Your task is to repeat the entries exactly from their first line through the line with "pub fn new(label: impl", and to stop there.

Content starts

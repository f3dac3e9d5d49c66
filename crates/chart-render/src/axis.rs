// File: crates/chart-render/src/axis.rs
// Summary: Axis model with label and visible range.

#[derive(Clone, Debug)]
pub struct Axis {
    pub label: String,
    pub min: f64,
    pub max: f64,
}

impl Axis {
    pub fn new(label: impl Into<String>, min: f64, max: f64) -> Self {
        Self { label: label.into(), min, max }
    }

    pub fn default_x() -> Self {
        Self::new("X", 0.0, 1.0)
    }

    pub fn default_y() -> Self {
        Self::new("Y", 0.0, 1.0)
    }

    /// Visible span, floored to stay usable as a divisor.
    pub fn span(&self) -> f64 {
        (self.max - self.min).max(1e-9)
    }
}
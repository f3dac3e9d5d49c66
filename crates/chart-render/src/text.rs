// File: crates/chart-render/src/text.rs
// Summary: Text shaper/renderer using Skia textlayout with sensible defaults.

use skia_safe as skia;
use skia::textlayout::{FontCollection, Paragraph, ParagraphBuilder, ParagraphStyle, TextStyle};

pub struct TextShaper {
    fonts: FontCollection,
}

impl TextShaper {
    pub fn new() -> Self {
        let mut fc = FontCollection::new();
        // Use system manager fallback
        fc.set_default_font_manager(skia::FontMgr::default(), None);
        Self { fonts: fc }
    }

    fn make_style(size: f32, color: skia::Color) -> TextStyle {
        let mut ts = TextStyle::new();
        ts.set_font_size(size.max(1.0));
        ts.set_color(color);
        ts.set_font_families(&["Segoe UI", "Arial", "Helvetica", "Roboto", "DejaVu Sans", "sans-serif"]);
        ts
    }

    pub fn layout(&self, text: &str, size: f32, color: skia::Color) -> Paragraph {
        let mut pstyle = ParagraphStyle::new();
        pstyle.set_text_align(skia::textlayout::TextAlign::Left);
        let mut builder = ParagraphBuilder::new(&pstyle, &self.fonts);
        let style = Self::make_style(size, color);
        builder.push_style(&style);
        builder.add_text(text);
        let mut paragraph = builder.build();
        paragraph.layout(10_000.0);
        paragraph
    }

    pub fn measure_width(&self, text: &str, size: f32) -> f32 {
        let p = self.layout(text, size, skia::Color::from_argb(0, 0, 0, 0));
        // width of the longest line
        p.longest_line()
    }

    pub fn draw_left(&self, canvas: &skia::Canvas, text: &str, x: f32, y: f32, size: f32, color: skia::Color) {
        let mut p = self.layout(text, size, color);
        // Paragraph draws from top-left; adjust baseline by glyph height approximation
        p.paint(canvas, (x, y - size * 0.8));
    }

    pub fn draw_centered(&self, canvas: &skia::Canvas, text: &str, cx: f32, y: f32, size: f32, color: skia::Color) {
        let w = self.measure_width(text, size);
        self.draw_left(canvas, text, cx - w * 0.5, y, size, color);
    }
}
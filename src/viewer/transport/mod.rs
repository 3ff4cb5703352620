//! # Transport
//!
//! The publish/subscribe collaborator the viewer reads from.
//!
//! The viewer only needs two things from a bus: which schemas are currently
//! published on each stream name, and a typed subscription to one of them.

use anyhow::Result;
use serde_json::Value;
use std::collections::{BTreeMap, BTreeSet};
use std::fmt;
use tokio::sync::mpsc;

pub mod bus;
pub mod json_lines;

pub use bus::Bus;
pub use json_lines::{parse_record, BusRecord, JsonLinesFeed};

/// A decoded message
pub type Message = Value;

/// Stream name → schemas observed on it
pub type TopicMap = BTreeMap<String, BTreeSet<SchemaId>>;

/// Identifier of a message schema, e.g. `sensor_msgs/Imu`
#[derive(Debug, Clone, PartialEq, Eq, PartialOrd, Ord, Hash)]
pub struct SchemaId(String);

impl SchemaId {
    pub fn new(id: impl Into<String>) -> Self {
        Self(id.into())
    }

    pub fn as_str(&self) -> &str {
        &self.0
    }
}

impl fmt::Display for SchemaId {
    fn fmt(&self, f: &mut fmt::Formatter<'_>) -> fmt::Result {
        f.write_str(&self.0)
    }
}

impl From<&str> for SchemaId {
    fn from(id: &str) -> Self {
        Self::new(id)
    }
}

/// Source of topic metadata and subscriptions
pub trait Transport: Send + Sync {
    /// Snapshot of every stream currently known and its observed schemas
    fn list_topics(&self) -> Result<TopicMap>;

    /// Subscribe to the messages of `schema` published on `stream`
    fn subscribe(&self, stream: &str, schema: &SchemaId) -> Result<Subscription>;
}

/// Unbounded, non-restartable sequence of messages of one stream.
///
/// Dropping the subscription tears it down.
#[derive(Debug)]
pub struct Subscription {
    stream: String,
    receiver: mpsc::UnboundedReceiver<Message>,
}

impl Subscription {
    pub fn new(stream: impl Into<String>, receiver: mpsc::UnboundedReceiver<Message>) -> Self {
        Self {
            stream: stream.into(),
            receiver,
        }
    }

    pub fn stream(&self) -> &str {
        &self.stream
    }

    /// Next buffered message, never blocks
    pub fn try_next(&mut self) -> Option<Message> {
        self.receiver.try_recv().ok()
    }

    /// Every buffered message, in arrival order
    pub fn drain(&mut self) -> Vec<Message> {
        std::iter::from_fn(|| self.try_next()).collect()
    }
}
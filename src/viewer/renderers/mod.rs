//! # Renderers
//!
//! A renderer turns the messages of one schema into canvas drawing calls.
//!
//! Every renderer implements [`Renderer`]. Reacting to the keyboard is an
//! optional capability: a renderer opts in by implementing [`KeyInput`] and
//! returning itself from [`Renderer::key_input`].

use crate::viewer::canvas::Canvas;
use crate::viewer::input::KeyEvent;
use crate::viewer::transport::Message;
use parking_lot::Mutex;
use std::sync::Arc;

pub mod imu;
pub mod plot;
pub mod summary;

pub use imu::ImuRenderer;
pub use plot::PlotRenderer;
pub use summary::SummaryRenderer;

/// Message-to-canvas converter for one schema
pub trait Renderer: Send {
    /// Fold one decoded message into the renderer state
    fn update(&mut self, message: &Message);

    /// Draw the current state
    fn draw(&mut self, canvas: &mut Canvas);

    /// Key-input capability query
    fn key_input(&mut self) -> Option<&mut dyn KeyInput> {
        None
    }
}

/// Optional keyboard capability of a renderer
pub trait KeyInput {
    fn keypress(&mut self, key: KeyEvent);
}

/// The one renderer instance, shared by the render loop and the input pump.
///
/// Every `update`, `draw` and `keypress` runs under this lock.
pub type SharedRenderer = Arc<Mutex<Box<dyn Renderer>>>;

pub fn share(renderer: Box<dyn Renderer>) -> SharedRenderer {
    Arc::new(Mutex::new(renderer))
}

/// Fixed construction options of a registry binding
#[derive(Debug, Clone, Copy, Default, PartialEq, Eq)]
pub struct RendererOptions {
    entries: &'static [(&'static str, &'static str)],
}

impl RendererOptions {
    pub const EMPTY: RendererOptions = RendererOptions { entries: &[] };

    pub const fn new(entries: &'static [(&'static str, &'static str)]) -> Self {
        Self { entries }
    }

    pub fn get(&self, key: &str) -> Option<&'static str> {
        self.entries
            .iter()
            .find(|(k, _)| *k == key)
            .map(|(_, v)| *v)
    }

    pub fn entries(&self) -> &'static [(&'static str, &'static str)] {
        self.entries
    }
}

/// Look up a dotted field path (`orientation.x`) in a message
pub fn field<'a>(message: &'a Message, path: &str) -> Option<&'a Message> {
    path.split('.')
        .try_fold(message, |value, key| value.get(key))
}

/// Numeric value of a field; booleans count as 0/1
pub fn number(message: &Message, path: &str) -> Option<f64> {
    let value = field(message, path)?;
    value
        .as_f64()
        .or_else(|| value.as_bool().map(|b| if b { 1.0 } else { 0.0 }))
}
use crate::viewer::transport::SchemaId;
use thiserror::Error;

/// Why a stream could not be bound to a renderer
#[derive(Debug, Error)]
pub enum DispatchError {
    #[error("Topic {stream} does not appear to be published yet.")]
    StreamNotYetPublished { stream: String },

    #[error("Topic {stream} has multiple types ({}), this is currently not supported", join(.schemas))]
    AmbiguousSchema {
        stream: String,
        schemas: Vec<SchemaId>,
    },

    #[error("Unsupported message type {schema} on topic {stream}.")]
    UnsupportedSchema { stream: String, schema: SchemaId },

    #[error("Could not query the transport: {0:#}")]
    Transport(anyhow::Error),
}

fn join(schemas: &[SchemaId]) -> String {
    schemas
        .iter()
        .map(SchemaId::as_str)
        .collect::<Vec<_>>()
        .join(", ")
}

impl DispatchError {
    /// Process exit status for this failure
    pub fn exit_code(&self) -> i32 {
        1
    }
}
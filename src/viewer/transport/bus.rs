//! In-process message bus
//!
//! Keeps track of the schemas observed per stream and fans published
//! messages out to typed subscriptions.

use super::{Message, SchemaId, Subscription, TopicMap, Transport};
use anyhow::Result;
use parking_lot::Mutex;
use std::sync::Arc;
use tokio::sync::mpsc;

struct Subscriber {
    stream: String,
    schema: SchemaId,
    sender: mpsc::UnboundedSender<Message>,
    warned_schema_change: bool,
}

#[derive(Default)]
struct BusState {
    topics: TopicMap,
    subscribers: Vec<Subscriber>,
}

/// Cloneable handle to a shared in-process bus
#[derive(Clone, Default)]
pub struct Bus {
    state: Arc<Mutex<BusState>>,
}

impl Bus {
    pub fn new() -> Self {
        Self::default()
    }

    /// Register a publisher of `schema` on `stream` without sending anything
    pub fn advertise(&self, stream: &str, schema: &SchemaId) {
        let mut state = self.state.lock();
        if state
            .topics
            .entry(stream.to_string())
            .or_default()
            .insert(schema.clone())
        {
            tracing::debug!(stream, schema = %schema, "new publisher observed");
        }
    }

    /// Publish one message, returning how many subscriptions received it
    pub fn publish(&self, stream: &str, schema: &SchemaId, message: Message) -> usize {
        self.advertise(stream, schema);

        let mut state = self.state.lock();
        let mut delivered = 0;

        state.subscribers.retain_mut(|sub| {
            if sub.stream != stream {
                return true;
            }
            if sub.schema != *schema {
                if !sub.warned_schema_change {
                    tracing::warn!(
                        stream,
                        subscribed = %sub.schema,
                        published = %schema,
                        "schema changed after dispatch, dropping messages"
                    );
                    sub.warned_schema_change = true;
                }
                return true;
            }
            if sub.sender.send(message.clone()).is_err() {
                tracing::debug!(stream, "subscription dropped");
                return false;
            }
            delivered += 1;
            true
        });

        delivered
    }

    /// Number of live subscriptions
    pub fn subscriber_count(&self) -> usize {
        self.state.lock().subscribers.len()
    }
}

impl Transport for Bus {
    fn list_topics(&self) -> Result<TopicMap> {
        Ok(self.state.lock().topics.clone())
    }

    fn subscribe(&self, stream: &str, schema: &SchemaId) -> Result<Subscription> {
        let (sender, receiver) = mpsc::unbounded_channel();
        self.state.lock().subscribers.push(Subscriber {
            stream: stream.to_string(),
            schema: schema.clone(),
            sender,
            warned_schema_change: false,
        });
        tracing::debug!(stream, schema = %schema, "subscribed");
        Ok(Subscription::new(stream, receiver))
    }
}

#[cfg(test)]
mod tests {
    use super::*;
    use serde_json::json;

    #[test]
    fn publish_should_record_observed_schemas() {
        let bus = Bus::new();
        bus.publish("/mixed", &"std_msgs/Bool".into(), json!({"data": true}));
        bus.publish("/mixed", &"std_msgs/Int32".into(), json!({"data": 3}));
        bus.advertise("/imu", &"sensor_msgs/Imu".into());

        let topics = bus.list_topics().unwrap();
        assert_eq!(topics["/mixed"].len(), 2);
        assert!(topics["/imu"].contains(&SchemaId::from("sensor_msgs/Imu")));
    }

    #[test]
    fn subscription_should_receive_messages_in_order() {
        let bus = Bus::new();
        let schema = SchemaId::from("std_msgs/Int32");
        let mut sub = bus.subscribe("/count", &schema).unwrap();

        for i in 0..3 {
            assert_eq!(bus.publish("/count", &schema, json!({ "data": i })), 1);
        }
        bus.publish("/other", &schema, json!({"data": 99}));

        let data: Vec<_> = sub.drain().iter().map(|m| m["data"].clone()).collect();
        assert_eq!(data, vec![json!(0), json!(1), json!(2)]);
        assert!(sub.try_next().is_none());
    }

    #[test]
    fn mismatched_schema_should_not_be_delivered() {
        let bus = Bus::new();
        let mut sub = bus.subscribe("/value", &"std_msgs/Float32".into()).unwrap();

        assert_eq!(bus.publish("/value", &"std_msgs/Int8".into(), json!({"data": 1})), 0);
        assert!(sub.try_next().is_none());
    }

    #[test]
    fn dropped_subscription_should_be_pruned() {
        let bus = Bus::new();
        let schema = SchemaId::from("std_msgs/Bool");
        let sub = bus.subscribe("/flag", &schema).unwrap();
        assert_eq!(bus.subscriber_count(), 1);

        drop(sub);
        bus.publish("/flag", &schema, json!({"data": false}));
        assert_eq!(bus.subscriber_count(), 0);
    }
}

Content ends

» TASK SOLUTION:
repository f3dac3e9d5d49c66
filename crates/chart-render/src/axis.rs
// File: crates/chart-render/src/axis.rs
// Summary: Axis model with label and visible range.

#[derive(Clone, Debug)]
pub struct Axis {
    pub label: String,
    pub min: f64,
    pub max: f64,
}

impl Axis {
    pub fn new(label: impl Into<String>, min: f64, max: f64) -> Self {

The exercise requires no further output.